Nous rappelons ici à nos lecteurs la nécessité de renoncer exceptionnellement au sacrifice de l’agneau afin de boycotter les chevillards, avides de gains, qui n’ont pas hésité, en profitant de la fête de l’Aïd – une fête religieuse – à pratiquer des prix exorbitants, voire prohibitifs, pour saigner à blanc non pas le mouton mais leurs clients potentiels ! Un agneau qui est tout le long de l’année cédé entre 80 et 120 € ne peut raisonnablement être vendu pour cette fête importante à trois fois son prix, voire plus. C’est inacceptable et insupportable, car ce n’est rien d’autre que de la spéculation, une pratique amorale et ignoble que la religion réprouve et interdit formellement. Il suffira de sacrifier une volaille afin de respecter la coutume, car sans réaction énergique des musulmans, rien ne changera. Ne dit-on pas en arabe :

الضرورة تبيح المحظورة

ce qui signifie : « La nécessité rend licite ce qui est illicite.» C’est le pendant français du proverbe : « Nécessité fait loi ! »

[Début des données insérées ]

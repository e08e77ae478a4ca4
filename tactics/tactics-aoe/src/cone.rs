//! Cone-shaped areas.
//!
//! A cone spreads from an origin tile along a direction. A tile is inside
//! when it is within `length` of the origin and the angle between the
//! direction and the tile's offset is at most half the cone angle.
//!
//! # Example
//!
//! ```
//! use tactics_aoe::cone_tiles;
//! use grid_spatial::{GridPoint, Vector3};
//!
//! let breath = cone_tiles(GridPoint::new(0, 0), Vector3::x(), 4.0, 90.0).unwrap();
//!
//! assert!(breath.contains(&GridPoint::new(0, 0)));   // origin always
//! assert!(breath.contains(&GridPoint::new(3, 0)));   // straight ahead
//! assert!(breath.contains(&GridPoint::new(2, 2)));   // on the 45° edge
//! assert!(!breath.contains(&GridPoint::new(-1, 0))); // behind
//! ```

use grid_spatial::{GridPoint, euclidean_distance};
use nalgebra::Vector3;

use crate::error::{InvalidShapeError, check_size};

/// Slack on the cosine test so tiles exactly on the cone edge are kept.
pub const CONE_EPSILON: f64 = 1e-4;

/// Returns the tiles inside a cone.
///
/// For a 2D origin only the `x` and `y` components of `direction` are used
/// and the scan is planar. For a 3D origin the full vector is used and the
/// bounding cube is scanned. The origin tile is always included.
///
/// # Errors
///
/// - [`InvalidShapeError::NegativeLength`] / [`InvalidShapeError::NonFinite`]
///   for an unusable length
/// - [`InvalidShapeError::AngleOutOfRange`] unless `0 < angle_degrees <= 360`
/// - [`InvalidShapeError::NonFiniteDirection`] / [`InvalidShapeError::ZeroDirection`]
///   for an unusable direction
pub fn cone_tiles(
    origin: GridPoint,
    direction: Vector3<f64>,
    length: f64,
    angle_degrees: f64,
) -> Result<Vec<GridPoint>, InvalidShapeError> {
    check_size("length", length, InvalidShapeError::NegativeLength)?;
    if angle_degrees.is_nan() || angle_degrees <= 0.0 || angle_degrees > 360.0 {
        return Err(InvalidShapeError::AngleOutOfRange(angle_degrees));
    }
    let axis = normalized_direction(origin, direction)?;
    let min_cos = (angle_degrees / 2.0).to_radians().cos() - CONE_EPSILON;

    #[allow(clippy::cast_possible_truncation)]
    let reach = length.ceil() as i32;
    let depth = if origin.is_3d() { reach } else { 0 };

    let mut tiles = Vec::new();
    for dx in -reach..=reach {
        for dy in -reach..=reach {
            for dz in -depth..=depth {
                let tile = origin.offset(dx, dy, dz);
                if dx == 0 && dy == 0 && dz == 0 {
                    tiles.push(tile);
                    continue;
                }

                let dist = euclidean_distance(origin, tile);
                if dist > length {
                    continue;
                }

                let offset = Vector3::new(f64::from(dx), f64::from(dy), f64::from(dz));
                if offset.dot(&axis) / dist >= min_cos {
                    tiles.push(tile);
                }
            }
        }
    }

    Ok(tiles)
}

/// Validates and normalises a cone direction for the origin's dimension.
fn normalized_direction(
    origin: GridPoint,
    direction: Vector3<f64>,
) -> Result<Vector3<f64>, InvalidShapeError> {
    if direction.iter().any(|c| !c.is_finite()) {
        return Err(InvalidShapeError::NonFiniteDirection);
    }

    let direction = if origin.is_3d() {
        direction
    } else {
        Vector3::new(direction.x, direction.y, 0.0)
    };

    direction
        .try_normalize(0.0)
        .ok_or(InvalidShapeError::ZeroDirection)
}

#[cfg(test)]
#[allow(clippy::unwrap_used)]
mod tests {
    use super::*;
    use crate::circle::circle_tiles;
    use std::collections::HashSet;

    fn as_set(tiles: &[GridPoint]) -> HashSet<GridPoint> {
        tiles.iter().copied().collect()
    }

    #[test]
    fn test_full_turn_equals_circle() {
        for length in [0.0, 1.0, 2.5, 6.0] {
            let origin = GridPoint::new(3, 3);
            let cone = cone_tiles(origin, Vector3::new(1.0, 1.0, 0.0), length, 360.0).unwrap();
            let circle = circle_tiles(origin, length, None).unwrap();
            assert_eq!(as_set(&cone), as_set(&circle));
        }
    }

    #[test]
    fn test_zero_length_is_origin() {
        let origin = GridPoint::new(1, 2);
        let tiles = cone_tiles(origin, Vector3::y(), 0.0, 60.0).unwrap();
        assert_eq!(tiles, vec![origin]);
    }

    #[test]
    fn test_narrow_cone_is_a_ray() {
        let tiles = cone_tiles(GridPoint::new(0, 0), Vector3::y(), 3.0, 1.0).unwrap();
        let expected: HashSet<_> = (0..=3).map(|y| GridPoint::new(0, y)).collect();
        assert_eq!(as_set(&tiles), expected);
    }

    #[test]
    fn test_edge_tiles_within_epsilon() {
        // (2, 2) sits exactly on the 45° boundary of a 90° cone along +x
        let tiles = cone_tiles(GridPoint::new(0, 0), Vector3::x(), 3.0, 90.0).unwrap();
        assert!(tiles.contains(&GridPoint::new(2, 2)));
        assert!(tiles.contains(&GridPoint::new(2, -2)));
        assert!(!tiles.contains(&GridPoint::new(1, 2)));
    }

    #[test]
    fn test_direction_magnitude_is_irrelevant() {
        let origin = GridPoint::new(0, 0);
        let unit = cone_tiles(origin, Vector3::new(1.0, 2.0, 0.0), 5.0, 45.0).unwrap();
        let long = cone_tiles(origin, Vector3::new(10.0, 20.0, 0.0), 5.0, 45.0).unwrap();
        assert_eq!(unit, long);
    }

    #[test]
    fn test_2d_origin_ignores_direction_z() {
        let origin = GridPoint::new(0, 0);
        let tilted = cone_tiles(origin, Vector3::new(1.0, 0.0, 5.0), 4.0, 60.0).unwrap();
        let flat = cone_tiles(origin, Vector3::x(), 4.0, 60.0).unwrap();
        assert_eq!(tilted, flat);
        assert!(tilted.iter().all(|t| !t.is_3d()));
    }

    #[test]
    fn test_3d_cone_points_up() {
        let origin = GridPoint::new_3d(0, 0, 0);
        let tiles = cone_tiles(origin, Vector3::z(), 3.0, 30.0).unwrap();
        assert!(tiles.contains(&GridPoint::new_3d(0, 0, 3)));
        assert!(!tiles.contains(&GridPoint::new_3d(0, 0, -1)));
        assert!(!tiles.contains(&GridPoint::new_3d(2, 0, 0)));
    }

    #[test]
    fn test_rejects_bad_parameters() {
        let origin = GridPoint::new(0, 0);
        assert_eq!(
            cone_tiles(origin, Vector3::x(), -1.0, 90.0),
            Err(InvalidShapeError::NegativeLength(-1.0))
        );
        assert_eq!(
            cone_tiles(origin, Vector3::x(), 3.0, 0.0),
            Err(InvalidShapeError::AngleOutOfRange(0.0))
        );
        assert_eq!(
            cone_tiles(origin, Vector3::x(), 3.0, 361.0),
            Err(InvalidShapeError::AngleOutOfRange(361.0))
        );
        assert!(matches!(
            cone_tiles(origin, Vector3::x(), 3.0, f64::NAN),
            Err(InvalidShapeError::AngleOutOfRange(_))
        ));
        assert_eq!(
            cone_tiles(origin, Vector3::zeros(), 3.0, 90.0),
            Err(InvalidShapeError::ZeroDirection)
        );
        assert_eq!(
            cone_tiles(origin, Vector3::z(), 3.0, 90.0),
            Err(InvalidShapeError::ZeroDirection)
        );
        assert_eq!(
            cone_tiles(origin, Vector3::new(f64::NAN, 0.0, 0.0), 3.0, 90.0),
            Err(InvalidShapeError::NonFiniteDirection)
        );
    }
}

Et encore, il n’est même pas question ici de licéité. C’est une tradition, certes bien ancrée mais qui peut aisément être rapportée, surtout quand il s’agit, comme c’est le cas ici, d’appliquer un commandement divin, en l’occurrence la lutte contre le blâmable. La spéculation en est un ! Entre renoncer exceptionnellement et temporairement à une tradition – le sacrifice de l’agneau – et obéir à un commandement divin – la lutte contre la corruption et le culte du veau d’or -, le choix ne devrait pas poser de problème de conscience, bien au contraire.